━━━ MATERIAL FOR THIS TASK ━━━

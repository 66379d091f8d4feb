use serde::{Deserialize, Serialize};
use std::path::PathBuf;
use std::time::Duration;

use crate::constants::CONFIG_PATH_ENV;
use crate::loader::error::ConfigLoadError;
use crate::util::{non_blank, parse_bool, parse_duration};

use super::{DisplayConfig, ReadinessBackoff};

/// Raw configuration as defined in a TOML file.
#[derive(Debug, Default, Clone, Deserialize, Serialize)]
#[serde(rename_all = "snake_case")]
pub struct FileConfig {
    #[serde(default)]
    pub server: FileServerConfig,
    #[serde(default)]
    pub upstream: FileUpstreamConfig,
    #[serde(default)]
    pub discovery: FileDiscoveryConfig,
    pub display: Option<DisplayConfig>,
    #[serde(default)]
    pub loader: FileLoaderConfig,
    #[serde(default)]
    pub readiness: FileReadinessConfig,
}

#[derive(Debug, Default, Clone, Deserialize, Serialize)]
pub struct FileServerConfig {
    #[serde(skip_serializing_if = "Option::is_none")]
    pub host: Option<String>,
    #[serde(skip_serializing_if = "Option::is_none")]
    pub port: Option<u16>,
}

#[derive(Debug, Default, Clone, Deserialize, Serialize)]
pub struct FileUpstreamConfig {
    #[serde(skip_serializing_if = "Option::is_none")]
    pub url: Option<String>,
    #[serde(skip_serializing_if = "Option::is_none")]
    pub api_key: Option<String>,
    #[serde(
        default,
        with = "humantime_serde",
        skip_serializing_if = "Option::is_none"
    )]
    pub timeout: Option<Duration>,
}

#[derive(Debug, Default, Clone, Deserialize, Serialize)]
pub struct FileDiscoveryConfig {
    #[serde(skip_serializing_if = "Option::is_none")]
    pub enabled: Option<bool>,
    #[serde(skip_serializing_if = "Option::is_none")]
    pub max_results: Option<usize>,
    #[serde(skip_serializing_if = "Option::is_none")]
    pub include_library_items: Option<bool>,
    #[serde(skip_serializing_if = "Option::is_none")]
    pub exclude_talk_shows: Option<bool>,
    #[serde(skip_serializing_if = "Option::is_none")]
    pub strict_title_filter: Option<bool>,
    #[serde(skip_serializing_if = "Option::is_none")]
    pub enable_infinite_scroll: Option<bool>,
    #[serde(skip_serializing_if = "Option::is_none")]
    pub debug_mode: Option<bool>,
}

#[derive(Debug, Default, Clone, Deserialize, Serialize)]
pub struct FileLoaderConfig {
    #[serde(
        default,
        with = "humantime_serde",
        skip_serializing_if = "Option::is_none"
    )]
    pub scroll_delay: Option<Duration>,
    #[serde(
        default,
        with = "humantime_serde",
        skip_serializing_if = "Option::is_none"
    )]
    pub parked_delay: Option<Duration>,
    #[serde(
        default,
        with = "humantime_serde",
        skip_serializing_if = "Option::is_none"
    )]
    pub settle_delay: Option<Duration>,
}

#[derive(Debug, Default, Clone, Deserialize, Serialize)]
pub struct FileReadinessConfig {
    #[serde(skip_serializing_if = "Option::is_none")]
    pub max_attempts: Option<u32>,
    #[serde(
        default,
        with = "humantime_serde",
        skip_serializing_if = "Option::is_none"
    )]
    pub interval: Option<Duration>,
    #[serde(skip_serializing_if = "Option::is_none")]
    pub backoff: Option<ReadinessBackoff>,
    #[serde(skip_serializing_if = "Option::is_none")]
    pub factor: Option<f64>,
    #[serde(
        default,
        with = "humantime_serde",
        skip_serializing_if = "Option::is_none"
    )]
    pub max_interval: Option<Duration>,
}

/// Environment-derived configuration values.
#[derive(Debug, Default, Clone)]
pub struct EnvConfig {
    pub config_path: Option<PathBuf>,
    pub server_host: Option<String>,
    pub server_port: Option<u16>,
    pub upstream_url: Option<String>,
    pub upstream_api_key: Option<String>,
    pub upstream_timeout: Option<Duration>,
    pub enabled: Option<bool>,
    pub max_results: Option<usize>,
    pub include_library_items: Option<bool>,
    pub exclude_talk_shows: Option<bool>,
    pub strict_title_filter: Option<bool>,
    pub enable_infinite_scroll: Option<bool>,
    pub debug_mode: Option<bool>,
    pub scroll_delay: Option<Duration>,
    pub parked_delay: Option<Duration>,
    pub settle_delay: Option<Duration>,
}

impl EnvConfig {
    /// Read the process environment.
    pub fn gather() -> Result<Self, ConfigLoadError> {
        Self::from_lookup(|key| std::env::var(key).ok())
    }

    /// Build from an arbitrary key lookup. Blank values count as unset;
    /// values that are present but unparseable are rejected.
    pub fn from_lookup<F>(lookup: F) -> Result<Self, ConfigLoadError>
    where
        F: Fn(&str) -> Option<String>,
    {
        let var = |key: &str| non_blank(lookup(key));

        Ok(Self {
            config_path: var(CONFIG_PATH_ENV).map(PathBuf::from),
            server_host: var("SERVER_HOST"),
            server_port: parsed(&var, "SERVER_PORT", "a port number", |raw| {
                raw.parse().ok()
            })?,
            upstream_url: var("SEERR_URL"),
            upstream_api_key: var("SEERR_API_KEY"),
            upstream_timeout: duration(&var, "SEERR_TIMEOUT")?,
            enabled: boolean(&var, "DISCOVERY_ENABLED")?,
            max_results: parsed(
                &var,
                "DISCOVERY_MAX_RESULTS",
                "a non-negative integer",
                |raw| raw.parse().ok(),
            )?,
            include_library_items: boolean(
                &var,
                "DISCOVERY_INCLUDE_LIBRARY_ITEMS",
            )?,
            exclude_talk_shows: boolean(&var, "DISCOVERY_EXCLUDE_TALK_SHOWS")?,
            strict_title_filter: boolean(
                &var,
                "DISCOVERY_STRICT_TITLE_FILTER",
            )?,
            enable_infinite_scroll: boolean(
                &var,
                "DISCOVERY_ENABLE_INFINITE_SCROLL",
            )?,
            debug_mode: boolean(&var, "DISCOVERY_DEBUG")?,
            scroll_delay: duration(&var, "LOADER_SCROLL_DELAY")?,
            parked_delay: duration(&var, "LOADER_PARKED_DELAY")?,
            settle_delay: duration(&var, "LOADER_SETTLE_DELAY")?,
        })
    }
}

fn parsed<V, T>(
    var: &V,
    key: &'static str,
    expected: &'static str,
    parse: impl Fn(&str) -> Option<T>,
) -> Result<Option<T>, ConfigLoadError>
where
    V: Fn(&str) -> Option<String>,
{
    match var(key) {
        None => Ok(None),
        Some(raw) => parse(&raw).map(Some).ok_or(ConfigLoadError::InvalidEnv {
            key,
            value: raw,
            expected,
        }),
    }
}

fn boolean<V>(var: &V, key: &'static str) -> Result<Option<bool>, ConfigLoadError>
where
    V: Fn(&str) -> Option<String>,
{
    parsed(var, key, "a boolean (1/0, true/false, yes/no, on/off)", parse_bool)
}

fn duration<V>(
    var: &V,
    key: &'static str,
) -> Result<Option<Duration>, ConfigLoadError>
where
    V: Fn(&str) -> Option<String>,
{
    parsed(var, key, "a duration such as `500ms` or `4s`", parse_duration)
}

━━━

PROBLEM REQUIREMENTS ▸ Write the material out exactly, with nothing left out.

PROBLEM SOLUTION ▸
repository 66379d091f8d4feb
use serde::{Deserialize, Serialize};
use std::path::PathBuf;
use std::time::Duration;

use crate::constants::CONFIG_PATH_ENV;
use crate::loader::error::ConfigLoadError;
use crate::util::{non_blank, parse_bool, parse_duration};

use super::{DisplayConfig, ReadinessBackoff};

/// Raw configuration as defined in a TOML file.
#[derive(Debug, Default, Clone, Deserialize, Serialize)]
#[serde(rename_all = "snake_case")]
pub struct FileConfig {
    #[serde(default)]
    pub server: FileServerConfig,
    #[serde(default)]
    pub upstream: FileUpstreamConfig,
    #[serde(default)]
    pub discovery: FileDiscoveryConfig,
    pub display: Option<DisplayConfig>,
    #[serde(default)]
    pub loader: FileLoaderConfig,
    #[serde(default)]
    pub readiness: FileReadinessConfig,
}

#[derive(Debug, Default, Clone, Deserialize, Serialize)]
pub struct FileServerConfig {
    #[serde(skip_serializing_if = "Option::is_none")]
    pub host: Option<String>,
    #[serde(skip_serializing_if = "Option::is_none")]
    pub port: Option<u16>,
}

#[derive(Debug, Default, Clone, Deserialize, Serialize)]
pub struct FileUpstreamConfig {
    #[serde(skip_serializing_if = "Option::is_none")]
    pub url: Option<String>,
    #[serde(skip_serializing_if = "Option::is_none")]
    pub api_key: Option<String>,
    #[serde(
        default,
        with = "humantime_serde",
        skip_serializing_if = "Option::is_none"
    )]
    pub timeout: Option<Duration>,
}

#[derive(Debug, Default, Clone, Deserialize, Serialize)]
pub struct FileDiscoveryConfig {
    #[serde(skip_serializing_if = "Option::is_none")]
    pub enabled: Option<bool>,
    #[serde(skip_serializing_if = "Option::is_none")]
    pub max_results: Option<usize>,
    #[serde(skip_serializing_if = "Option::is_none")]
    pub include_library_items: Option<bool>,
    #[serde(skip_serializing_if = "Option::is_none")]
    pub exclude_talk_shows: Option<bool>,
    #[serde(skip_serializing_if = "Option::is_none")]
    pub strict_title_filter: Option<bool>,
    #[serde(skip_serializing_if = "Option::is_none")]
    pub enable_infinite_scroll: Option<bool>,
    #[serde(skip_serializing_if = "Option::is_none")]
    pub debug_mode: Option<bool>,
}

#[derive(Debug, Default, Clone, Deserialize, Serialize)]
pub struct FileLoaderConfig {
    #[serde(
        default,
        with = "humantime_serde",
        skip_serializing_if = "Option::is_none"
    )]
    pub scroll_delay: Option<Duration>,
    #[serde(
        default,
        with = "humantime_serde",
        skip_serializing_if = "Option::is_none"
    )]
    pub parked_delay: Option<Duration>,
    #[serde(
        default,
        with = "humantime_serde",
        skip_serializing_if = "Option::is_none"
    )]
    pub settle_delay: Option<Duration>,
}

#[derive(Debug, Default, Clone, Deserialize, Serialize)]
pub struct FileReadinessConfig {
    #[serde(skip_serializing_if = "Option::is_none")]
    pub max_attempts: Option<u32>,
    #[serde(
        default,
        with = "humantime_serde",
        skip_serializing_if = "Option::is_none"
    )]
    pub interval: Option<Duration>,
    #[serde(skip_serializing_if = "Option::is_none")]
    pub backoff: Option<ReadinessBackoff>,
    #[serde(skip_serializing_if = "Option::is_none")]
    pub factor: Option<f64>,
    #[serde(
        default,
        with = "humantime_serde",
        skip_serializing_if = "Option::is_none"
    )]
    pub max_interval: Option<Duration>,
}

/// Environment-derived configuration values.
#[derive(Debug, Default, Clone)]
pub struct EnvConfig {
    pub config_path: Option<PathBuf>,
    pub server_host: Option<String>,
    pub server_port: Option<u16>,
    pub upstream_url: Option<String>,
    pub upstream_api_key: Option<String>,
    pub upstream_timeout: Option<Duration>,
    pub enabled: Option<bool>,
    pub max_results: Option<usize>,
    pub include_library_items: Option<bool>,
    pub exclude_talk_shows: Option<bool>,
    pub strict_title_filter: Option<bool>,
    pub enable_infinite_scroll: Option<bool>,
    pub debug_mode: Option<bool>,
    pub scroll_delay: Option<Duration>,
    pub parked_delay: Option<Duration>,
    pub settle_delay: Option<Duration>,
}

impl EnvConfig {
    /// Read the process environment.
    pub fn gather() -> Result<Self, ConfigLoadError> {
        Self::from_lookup(|key| std::env::var(key).ok())
    }

    /// Build from an arbitrary key lookup. Blank values count as unset;
    /// values that are present but unparseable are rejected.
    pub fn from_lookup<F>(lookup: F) -> Result<Self, ConfigLoadError>
    where
        F: Fn(&str) -> Option<String>,
    {
        let var = |key: &str| non_blank(lookup(key));

        Ok(Self {
            config_path: var(CONFIG_PATH_ENV).map(PathBuf::from),
            server_host: var("SERVER_HOST"),
            server_port: parsed(&var, "SERVER_PORT", "a port number", |raw| {
                raw.parse().ok()
            })?,
            upstream_url: var("SEERR_URL"),
            upstream_api_key: var("SEERR_API_KEY"),
            upstream_timeout: duration(&var, "SEERR_TIMEOUT")?,
            enabled: boolean(&var, "DISCOVERY_ENABLED")?,
            max_results: parsed(
                &var,
                "DISCOVERY_MAX_RESULTS",
                "a non-negative integer",
                |raw| raw.parse().ok(),
            )?,
            include_library_items: boolean(
                &var,
                "DISCOVERY_INCLUDE_LIBRARY_ITEMS",
            )?,
            exclude_talk_shows: boolean(&var, "DISCOVERY_EXCLUDE_TALK_SHOWS")?,
            strict_title_filter: boolean(
                &var,
                "DISCOVERY_STRICT_TITLE_FILTER",
            )?,
            enable_infinite_scroll: boolean(
                &var,
                "DISCOVERY_ENABLE_INFINITE_SCROLL",
            )?,
            debug_mode: boolean(&var, "DISCOVERY_DEBUG")?,
            scroll_delay: duration(&var, "LOADER_SCROLL_DELAY")?,
            parked_delay: duration(&var, "LOADER_PARKED_DELAY")?,
            settle_delay: duration(&var, "LOADER_SETTLE_DELAY")?,
        })
    }
}

fn parsed<V, T>(
    var: &V,
    key: &'static str,
    expected: &'static str,
    parse: impl Fn(&str) -> Option<T>,
) -> Result<Option<T>, ConfigLoadError>
where
    V: Fn(&str) -> Option<String>,
{
    match var(key) {
        None => Ok(None),
        Some(raw) => parse(&raw).map(Some).ok_or(ConfigLoadError::InvalidEnv {
            key,
            value: raw,
            expected,
        }),
    }
}

fn boolean<V>(var: &V, key: &'static str) -> Result<Option<bool>, ConfigLoadError>
where
    V: Fn(&str) -> Option<String>,
{
    parsed(var, key, "a boolean (1/0, true/false, yes/no, on/off)", parse_bool)
}

fn duration<V>(
    var: &V,
    key: &'static str,
) -> Result<Option<Duration>, ConfigLoadError>
where
    V: Fn(&str) -> Option<String>,
{
    parsed(var, key, "a duration such as `500ms` or `4s`", parse_duration)
}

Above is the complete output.